Data was collected during 2017-2019 to determine the tree vigor. Trees were de-fruited after planting to promote better root system establishment. The first cropping occurred in 2019 and trees were harvested four times between July 12th and July 23rd. Our preliminary results on trunk cross sectional area (TCSA) indicate that ‘MP-29’ grafted trees were the smallest, while trees on ‘Guardian’ were the largest (Table 1; Figure 2). Trees on ‘Guardian’ produced the highest total yield per tree, while trees on ‘MP-29’ had the highest yield efficiency. Trees grafted on ‘Controller 6’ produced the largest fruit size of 276 g on average (Figure 1 B), and only ‘Rootpac 20’ trees had fruit size smaller than the ‘Cresthaven’ fruit size on ‘Guardian.’ Our data also suggests all tested rootstocks advanced crop maturity of ‘Cresthaven’ peach in comparison with ‘Guardian’ and ‘Lovell’ grafted trees. Studies will continue to evaluate the yield efficiency, profitability and overall rootstock feasibility for establishment of higher-density peach orchards in Alabama.
Table 1. Rootstock Effect on Yield Efficiency and Vigor of 'Cresthaven' Peach
|Rootstock||Mean fruit weight (g)||Total yield/tree (kg)||TCSA (cm2)||Yield efficiency (kg/cm2)||Number of suckers/tree|
|Controller 6||276.0 a||7.1 cd||36.0 cd||0.2 b||0.0 b|
|Controller 7||225.2 bc||5.2 d||35.9 cd||0.1 c||0.1 b|
|Controller 8||238.2 b||7.8 cd||40.7 c||0.2 b||0.1 b|
|Guardian||212.4 bc||15.6 a||70.5 a||0.2 b||2.8 b|
|Lovell||229.9 bc||14.6 ab||58.7 ab||0.2 b||0.8 b|
|MP-29||222.8 bc||10.2 bc||25.0 e||0.4 a||0.6 b|
|Rootpac 20||203.0 c||10.1 bc||47.3 bc||0.2 b||8.8 a|
|Rootpac 40||233.0 bc||3.0 d||27.0 de||0.1 c||0.1 b|
Study Will Provide Useful Information
Knowledge generated through this study can help Alabama producers to establish higher density peach orchards utilizing semi-dwarf and dwarf rootstocks that provide higher yield efficiency combined with improved fruit quality and pest resistance.
The maximum light interception provided by the perpendicular V training system allows for crop precocity and improved fruit quality. The tree uniformity provided by the training system also helps to facilitate dormant pruning, fruit thinning practices, and fruit harvest.
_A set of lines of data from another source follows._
//! Command line interface for the RPM bundler.
//!
//! Options come from an optional config file, overridden by flags, and are
//! handed to the [`Packager`](crate::bundler::Packager).

mod args;
pub mod config;

pub use args::Args;

use crate::bundler::{Packager, UserOptions};
use crate::error::{CliError, Result};
use path_absolutize::Absolutize;
use std::path::{Path, PathBuf};

/// Main CLI entry point
pub async fn run() -> Result<i32> {
    execute(Args::parse_args()).await
}

/// Runs the packager for already parsed arguments.
pub async fn execute(args: Args) -> Result<i32> {
    args.validate()
        .map_err(|reason| CliError::InvalidArguments { reason })?;

    let file_options = match &args.config {
        Some(path) => config::load(path).await?,
        None => UserOptions::default(),
    };
    let user = absolutize_paths(file_options.merge(args.user_options()))?;

    if user.src.is_none() {
        return Err(CliError::InvalidArguments {
            reason: "--src is required (or set \"src\" in --config)".to_string(),
        }
        .into());
    }
    if user.dest.is_none() {
        return Err(CliError::InvalidArguments {
            reason: "--dest is required (or set \"dest\" in --config)".to_string(),
        }
        .into());
    }

    let output = Packager::new(user)?.package().await?;

    for artifact in &output.artifacts {
        println!(
            "Created {} ({} bytes, sha256 {})",
            artifact.path.display(),
            artifact.size,
            artifact.checksum
        );
    }

    if args.keep_staging {
        let staging = output.staging.keep();
        println!("Staging tree kept at {}", staging.display());
    }

    Ok(0)
}

fn absolutize_paths(mut user: UserOptions) -> Result<UserOptions> {
    user.src = user.src.as_deref().map(absolute).transpose()?;
    user.icon = user.icon.as_deref().map(absolute).transpose()?;
    user.dest = user
        .dest
        .as_deref()
        .map(|d| absolute(Path::new(d)).map(|p| p.to_string_lossy().into_owned()))
        .transpose()?;
    Ok(user)
}

fn absolute(path: &Path) -> Result<PathBuf> {
    Ok(path.absolutize()?.into_owned())
}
We predict there will be labor savings by utilizing the system due to less time needed to prune a single tree, easy access to the fruit at harvest, and to the flowers at thinning. We are planning to collect additional measurements to compare reductions in labor requirements provided by the rootstock. Disease resistant rootstocks tested in this study can significantly improve production sustainability by increasing the longevity of the orchard and reducing the need for the grower to replace dead and sick unproductive trees or to replace the entire orchard prematurely.
The long terms impacts of this study to our fruit producers will include facilitation of mechanization of multiple orchard operations, including pruning, thinning for crop load adjustment, and harvesting of the crop.